Un autre manifestant, un fonctionnaire de 53 ans, est arrêté le 19 mai pour le double motif de « participer à un attroupement après sommation de se disperser » et de « dissimuler son visage ». Il reçoit sa convocation le lendemain pour une audience 12 jours plus tard. « Alors qu’on nous dit que le Tribunal est surchargé », s’étonne Maître Pacheu. « On peut attendre plus d’une année pour qu’une affaire d’agression sexuelle soit jugée ! » Sur 86 procédures judiciaires à Rennes, 26 mineurs font l’objet de poursuites, 34 personnes majeures ont déjà été condamnées, dont sept à des peines de prison ferme. C’est donc plus d’un manifestant poursuivi sur trois qui a déjà été condamné. Au total, depuis mi-mars et les premières interpellations liées aux manifestations, il y a eu deux relaxes.
Cette activité soutenue, exceptionnelle sur une période longue de trois mois, interroge certains magistrats. « C’est inhabituel, convient l’une des vice-présidentes du tribunal correctionnel de Rennes. Mais il y a une régulation naturelle : les policiers qui travaillent habituellement sur d’autres affaires, le font moins en ce moment, et donc on a moins de travail par ailleurs », assure-t-elle.
« La justice a une action discriminatoire en ce moment »
Avocat de cinq personnes interpellées au fil des mobilisations, Maître Larzul s’indigne : « Aux procédures visant des manifestants, on réserve un traitement de TGV. Aux plaintes pour violences concernant des policiers, on offre un enterrement de première classe. La justice a une action discriminatoire en ce moment. » A Rennes, un étudiant a perdu l’usage d’un œil, lors d’une manifestation le 28 avril. Un mois et demi plus tard, l’enquête est toujours en cours.
L’épisode du restaurant Bagelstein, une sandwicherie du centre de Rennes, ne devrait pas améliorer le climat dans la ville. Le 26 mai, après une manifestation contre la loi travail, quatre étudiants – trois sont âgés de 19 ans et un de 24 ans – se présentent devant le restaurant. Ils découvrent les publicités de la franchise Bagelstein, davantage vulgaires qu’humoristiques et usant de diverses blagues, où les femmes peuvent être perçues comme des objets sexuels. « Un homme amoureux ne brisera jamais le cœur d’une femme. Mais son cul, peut-être », peut-on lire, par exemple, dans le restaurant... Les quatre garçons lisent à haute voix les slogans affichés, et entreprennent de coller des auto-collants anti-sexistes sur les tables de la terrasse.
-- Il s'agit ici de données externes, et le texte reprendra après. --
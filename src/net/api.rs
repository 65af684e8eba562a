//! REST API client for the auction backend.
//!
//! Every operation is a single request/response round trip through the
//! configured [`Transport`]: no retry, no timeout, no backoff.
//!
//! ERROR HANDLING
//! ==============
//! Validation failures are returned before any request is sent. Non-success
//! statuses become [`ApiError::Status`] via [`json_or_error`], so callers
//! always get a `Result` to handle instead of a half-parsed value.

#[cfg(test)]
#[path = "api_test.rs"]
mod api_test;

use serde::de::DeserializeOwned;

use super::error::ApiError;
use super::transport::{ApiRequest, ApiResponse, BrowserTransport, Method, RequestBody, Transport};
use super::types::{AvatarFile, DepositRequest, Profile, SignInRequest, SignInResponse, SignUpData};
use crate::util::storage::{LocalStorageTokenStore, TokenStore, bearer_header};

/// Multipart field name the avatar endpoint expects.
pub const AVATAR_FIELD: &str = "avatarFile";

/// The client used by the running application.
pub type AppApi = ApiClient<BrowserTransport, LocalStorageTokenStore>;

pub struct ApiClient<T, S> {
    base_url: String,
    transport: T,
    tokens: S,
}

fn whoami_endpoint(base: &str) -> String {
    format!("{base}/auth/whoami")
}

fn signup_endpoint(base: &str) -> String {
    format!("{base}/auth/signup")
}

fn signin_endpoint(base: &str) -> String {
    format!("{base}/auth/signin")
}

fn deposit_endpoint(base: &str) -> String {
    format!("{base}/user/deposit")
}

fn avatar_endpoint(base: &str, user_id: &str) -> String {
    format!("{base}/user/{user_id}/avatar")
}

/// Check the status and parse the body as JSON.
///
/// # Errors
///
/// Returns [`ApiError::Status`] for a non-2xx status and [`ApiError::Decode`]
/// if a success body does not parse as `T`.
pub fn json_or_error<T: DeserializeOwned>(response: ApiResponse) -> Result<T, ApiError> {
    if !response.is_success() {
        log::warn!("api request failed: status {}", response.status);
        return Err(ApiError::Status { status: response.status, body: response.body });
    }
    serde_json::from_str(&response.body).map_err(|e| ApiError::Decode(e.to_string()))
}

/// Interpret a JSON value the way a boolean-ish API response is meant.
fn is_truthy(value: &serde_json::Value) -> bool {
    match value {
        serde_json::Value::Null => false,
        serde_json::Value::Bool(b) => *b,
        serde_json::Value::Number(n) => n.as_f64().is_some_and(|n| n != 0.0),
        serde_json::Value::String(s) => !s.is_empty(),
        serde_json::Value::Array(_) | serde_json::Value::Object(_) => true,
    }
}

fn json_body<B: serde::Serialize>(body: &B) -> Result<RequestBody, ApiError> {
    serde_json::to_value(body)
        .map(RequestBody::Json)
        .map_err(|e| ApiError::Request(e.to_string()))
}

impl<T: Transport, S: TokenStore> ApiClient<T, S> {
    pub fn new(base_url: impl Into<String>, transport: T, tokens: S) -> Self {
        Self { base_url: base_url.into(), transport, tokens }
    }

    pub fn tokens(&self) -> &S {
        &self.tokens
    }

    pub fn transport(&self) -> &T {
        &self.transport
    }

    fn authorization(&self) -> Option<String> {
        Some(bearer_header(self.tokens.load().as_deref()))
    }

    async fn send(&self, method: Method, url: String, authorization: Option<String>, body: RequestBody) -> Result<ApiResponse, ApiError> {
        log::debug!("{method:?} {url}");
        self.transport
            .send(ApiRequest { method, url, authorization, body })
            .await
    }

    /// Fetch the profile of the user owning the stored token via `GET /auth/whoami`.
    ///
    /// # Errors
    ///
    /// Returns an error if the request fails or the server rejects the token.
    pub async fn get_user(&self) -> Result<Profile, ApiError> {
        let response = self
            .send(Method::Get, whoami_endpoint(&self.base_url), self.authorization(), RequestBody::Empty)
            .await?;
        json_or_error(response)
    }

    /// Register a new account via `POST /auth/signup`.
    ///
    /// # Errors
    ///
    /// Returns an error if the request fails or the server rejects the registration.
    pub async fn sign_up(&self, data: &SignUpData) -> Result<Profile, ApiError> {
        let response = self
            .send(Method::Post, signup_endpoint(&self.base_url), None, json_body(data)?)
            .await?;
        json_or_error(response)
    }

    /// Exchange credentials for a bearer token via `POST /auth/signin`.
    ///
    /// The token is returned, not stored.
    ///
    /// # Errors
    ///
    /// Returns [`ApiError::MissingCredentials`] without sending anything when
    /// either value is empty, otherwise any request or status error.
    pub async fn sign_in(&self, email: &str, password: &str) -> Result<SignInResponse, ApiError> {
        if email.is_empty() || password.is_empty() {
            return Err(ApiError::MissingCredentials);
        }
        let body = json_body(&SignInRequest { email, password })?;
        let response = self
            .send(Method::Post, signin_endpoint(&self.base_url), None, body)
            .await?;
        json_or_error(response)
    }

    /// Credit the current user's balance via `POST /user/deposit`.
    ///
    /// # Errors
    ///
    /// Returns an error if the request fails or the server rejects it.
    pub async fn add_deposit(&self, amount: u64) -> Result<Profile, ApiError> {
        let body = json_body(&DepositRequest { amount })?;
        let response = self
            .send(Method::Post, deposit_endpoint(&self.base_url), self.authorization(), body)
            .await?;
        json_or_error(response)
    }

    /// Replace the current user's avatar via `PATCH /user/{id}/avatar`.
    ///
    /// The avatar endpoint is addressed by user id, which is resolved by
    /// fetching the current profile first.
    ///
    /// # Errors
    ///
    /// Returns [`ApiError::MissingAvatar`] without sending anything when no
    /// file is given, otherwise any error from either request.
    pub async fn update_profile_avatar(&self, avatar: Option<AvatarFile>) -> Result<bool, ApiError> {
        let Some(file) = avatar else {
            return Err(ApiError::MissingAvatar);
        };

        let profile = self.get_user().await?;

        let body = RequestBody::Multipart { field: AVATAR_FIELD.to_owned(), file };
        let response = self
            .send(Method::Patch, avatar_endpoint(&self.base_url, &profile.id), self.authorization(), body)
            .await?;
        let value: serde_json::Value = json_or_error(response)?;
        Ok(is_truthy(&value))
    }
}
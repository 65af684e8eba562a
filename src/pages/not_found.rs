//! Fallback for unmatched paths and render errors.

use leptos::prelude::*;
use leptos_router::components::A;

use crate::routes::Page;

#[component]
pub fn NotFoundPage() -> impl IntoView {
    view! {
        <div class="not-found">
            <h1>"Page not found"</h1>
            <A href=Page::Explore.path()>"Back to exploring"</A>
        </div>
    }
}
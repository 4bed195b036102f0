//! Hardware abstraction layer for the stereo IIR DMA loopback test
//!
//! This crate provides the trait-based capabilities the test routine is built
//! on, so the same routine runs against real hardware or host-side doubles.
//!
//! # Architecture Layers
//!
//! ```text
//! Test routine (iir-firmware crate)
//!         ↓
//! Platform HAL (this crate - capabilities + drivers)
//!         ↓
//! Hardware Layer (MMIO, Cortex-M7 SCB, AXI DMA core)
//! ```
//!
//! # Capabilities
//!
//! - [`RegisterBus`] - 32-bit register read/write at a byte offset
//! - [`DmaEngine`] - one-shot simple-mode DMA (initialize, issue, busy, irq mask)
//! - [`CacheMaintenance`] - publish CPU writes / acquire DMA writes
//! - [`WaitStrategy`] - how the CPU busy-waits for the engine
//!
//! # Drivers
//!
//! - [`registers::Mmio`] - volatile MMIO register bus
//! - [`axi_dma::AxiDma`] - AXI DMA simple-mode driver over any [`RegisterBus`]
//! - [`cache::CoherentMemory`] - no-op cache backend for coherent systems
//! - `cache::CortexMDataCache` - Cortex-M7 D-cache clean/invalidate (`hardware`)
//!
//! # Features
//!
//! - `std`: host mocks in [`mocks`] (simulated SoC, recording bus)
//! - `hardware`: Cortex-M7 cache maintenance backend
//! - `defmt`: `defmt::Format` derives on public types
//!
//! # Example
//!
//! ```no_run
//! use iir_platform::{DmaEngine, DmaHandle};
//!
//! fn bring_up<E: DmaEngine>(handle: &mut DmaHandle<E>) -> Result<(), iir_platform::DmaError> {
//!     handle.initialize(0)
//! }
//! ```

// ── Lint policy ─────────────────────────────────────────────────────────────
#![deny(clippy::unwrap_used)] // no .unwrap() in production code
#![deny(clippy::expect_used)] // no .expect() in production code
#![deny(clippy::panic)] // no panic!() in production code
#![deny(clippy::unreachable)] // no unreachable!() that isn't documented
#![deny(unused_must_use)]
// all Results must be handled
// ────────────────────────────────────────────────────────────────────────────
#![cfg_attr(not(any(test, feature = "std")), no_std)]
#![warn(missing_docs)]
#![warn(clippy::all)]
#![warn(clippy::pedantic)]
#![deny(unsafe_op_in_unsafe_fn)] // unsafe fn body is not implicitly unsafe block
#![warn(clippy::print_stdout)] // prefer tracing/defmt over println! in lib code
// Pedantic lints suppressed for this hardware HAL crate:
#![allow(clippy::doc_markdown)] // hex addresses and register names in doc comments
#![allow(clippy::must_use_candidate)] // hardware accessors: callers decide
#![allow(clippy::module_name_repetitions)]
#![allow(clippy::missing_errors_doc)]

pub mod axi_dma;
pub mod cache;
pub mod dma;
pub mod dma_safety;
pub mod registers;
pub mod wait;

#[cfg(any(test, feature = "std"))]
pub mod mocks;

// Re-export the capability traits
pub use cache::{CacheMaintenance, CoherentMemory};
pub use dma::{DmaBuffer, DmaBufferMut, DmaEngine, DmaError, DmaHandle, IrqMask, TransferDirection};
pub use registers::{Mmio, RegisterBus};
pub use wait::{Spin, SpinWithTimeout, WaitStrategy, WaitTimeout};

// Re-export memory layout types
pub use dma_safety::{MemoryRegion, CACHE_LINE_BYTES};
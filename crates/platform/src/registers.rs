//! Register access abstraction
//!
//! Every peripheral in this system (the IIR filter block and the AXI DMA core)
//! is driven through 32-bit registers at byte offsets from a base address.
//! [`RegisterBus`] is the capability; [`Mmio`] is the hardware implementation
//! and `mocks::RecordingBus` the host double.

/// 32-bit register read/write capability.
///
/// Offsets are in bytes. Register writes on real hardware cannot fail, so
/// neither method returns a `Result`.
pub trait RegisterBus {
    /// Write `value` to the register at `offset`.
    fn write_register(&mut self, offset: usize, value: u32);

    /// Read the register at `offset`.
    fn read_register(&self, offset: usize) -> u32;

    /// Read-modify-write: clear `clear` bits, then set `set` bits.
    fn modify_register(&mut self, offset: usize, clear: u32, set: u32) {
        let value = self.read_register(offset);
        self.write_register(offset, (value & !clear) | set);
    }
}

impl<T: RegisterBus + ?Sized> RegisterBus for &mut T {
    fn write_register(&mut self, offset: usize, value: u32) {
        (**self).write_register(offset, value);
    }

    fn read_register(&self, offset: usize) -> u32 {
        (**self).read_register(offset)
    }
}

/// Volatile memory-mapped register window starting at `base`.
///
/// A window with `base == 0` addresses the whole physical space; offsets are
/// then absolute addresses. The AXI DMA driver uses it that way because its
/// base address comes from the config table at initialisation time.
#[derive(Debug)]
pub struct Mmio {
    base: usize,
}

impl Mmio {
    /// Create a register window at `base`.
    ///
    /// # Safety
    ///
    /// Every `base + offset` later passed to this window must be a mapped,
    /// 4-byte-aligned device register (or RAM) that is valid for volatile
    /// 32-bit access, and no other code may hold a Rust reference to it.
    #[must_use]
    pub const unsafe fn new(base: usize) -> Self {
        Self { base }
    }

    /// Base address of this window.
    pub const fn base(&self) -> usize {
        self.base
    }

    fn address(&self, offset: usize) -> *mut u32 {
        self.base.wrapping_add(offset) as *mut u32
    }
}

impl RegisterBus for Mmio {
    fn write_register(&mut self, offset: usize, value: u32) {
        // SAFETY: `Mmio::new` contract: base + offset is a valid, aligned,
        // exclusively owned device register.
        unsafe { core::ptr::write_volatile(self.address(offset), value) }
    }

    fn read_register(&self, offset: usize) -> u32 {
        // SAFETY: `Mmio::new` contract: base + offset is a valid, aligned,
        // exclusively owned device register.
        unsafe { core::ptr::read_volatile(self.address(offset)) }
    }
}

#[cfg(test)]
mod tests {
    use super::*;

    #[test]
    fn mmio_reads_and_writes_backing_words() {
        let mut backing = [0u32; 4];
        // SAFETY: the window covers `backing`, a live, aligned local array that
        // is not otherwise borrowed while `regs` is used.
        let mut regs = unsafe { Mmio::new(backing.as_mut_ptr() as usize) };

        regs.write_register(0x04, 0xDEAD_BEEF);
        regs.write_register(0x0C, 0x0000_0003);

        assert_eq!(regs.read_register(0x04), 0xDEAD_BEEF);
        assert_eq!(regs.read_register(0x0C), 3);
        assert_eq!(regs.read_register(0x00), 0);
        assert_eq!(backing, [0, 0xDEAD_BEEF, 0, 3]);
    }

    #[test]
    fn modify_register_clears_then_sets() {
        let mut backing = [0b1111_0000u32];
        // SAFETY: single live local word, exclusively used through `regs`.
        let mut regs = unsafe { Mmio::new(backing.as_mut_ptr() as usize) };

        regs.modify_register(0, 0b1010_0000, 0b0000_0001);

        assert_eq!(regs.read_register(0), 0b0101_0001);
    }
}
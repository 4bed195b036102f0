use anyhow::Result;
use colored::Colorize;
use std::time::Instant;

use crate::cargo::step;

pub fn run(unit_only: bool, integration_only: bool) -> Result<()> {
    println!();
    println!("{}", "🧪 Running tests...".cyan().bold());
    println!();

    let total_start = Instant::now();

    if !integration_only {
        let output = step("Unit tests", &["test", "--lib", "--workspace"])?;
        println!("    {}", extract_test_summary(&String::from_utf8_lossy(&output.stdout)).dimmed());
    }

    if !unit_only {
        for package in ["iir-platform", "iir-firmware"] {
            let label = format!("Integration tests ({package})");
            let output = step(&label, &["test", "-p", package, "--tests"])?;
            println!("    {}", extract_test_summary(&String::from_utf8_lossy(&output.stdout)).dimmed());
        }
    }
    println!();

    println!(
        "{}",
        format!(
            "✓ All tests completed in {:.2}s",
            total_start.elapsed().as_secs_f64()
        )
        .green()
        .bold()
    );
    println!();

    Ok(())
}

fn extract_test_summary(output: &str) -> String {
    // Look for lines like "test result: ok. 5 passed; 0 failed; 0 ignored; 0 measured; 0 filtered out"
    output
        .lines()
        .filter_map(|line| line.split("test result:").nth(1))
        .last()
        .map(|summary| summary.trim().to_string())
        .unwrap_or_else(|| "(summary not available)".to_string())
}

#[cfg(test)]
mod tests {
    use super::*;

    #[test]
    fn summary_takes_last_result_line() {
        let output = "test a ... ok\ntest result: ok. 1 passed; 0 failed\n\ntest result: ok. 4 passed; 0 failed\n";
        assert_eq!(extract_test_summary(output), "ok. 4 passed; 0 failed");
    }

    #[test]
    fn summary_missing() {
        assert_eq!(extract_test_summary("nothing here"), "(summary not available)");
    }
}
Emprisonnement immédiat pour quatre étudiants
Le gérant de la sandwicherie leur demande de partir. Ils refusent de quitter les lieux. S’en suit une altercation au cours de laquelle l’un des étudiants assène un coup de poing au restaurateur. Ce dernier le confirme dans sa déposition. La fille du gérant, présente à ce moment-là, précise dans son témoignage que seul l’un des jeunes a porté un coup.
Aussitôt arrêtés, les quatre étudiants passent le lendemain en comparution immédiate. Malgré un casier judiciaire vierge, celui qui a porté le coup de poing écope de trois mois de prison ferme. Un autre prend deux mois, et les deux derniers, un mois de prison ferme chacun. A la surprise générale, les peines sont assorties d’un mandat de dépôt. Les quatre jeunes dorment en prison le soir-même.
Ils font tous appel. Maître Pacheu défend désormais deux d’entre eux. « Ils sont courageux car ils savent qu’ils ne passeront pas en appel avant six mois. Donc ils feront probablement la totalité de leur peine. Et en formant un appel, ils ne peuvent plus bénéficier d’une réduction de peine. » L’un d’entre eux est scout. « Pas vraiment le profil violent », estime l’avocat, qui a versé au dossier de son client une attestation du prêtre de la paroisse.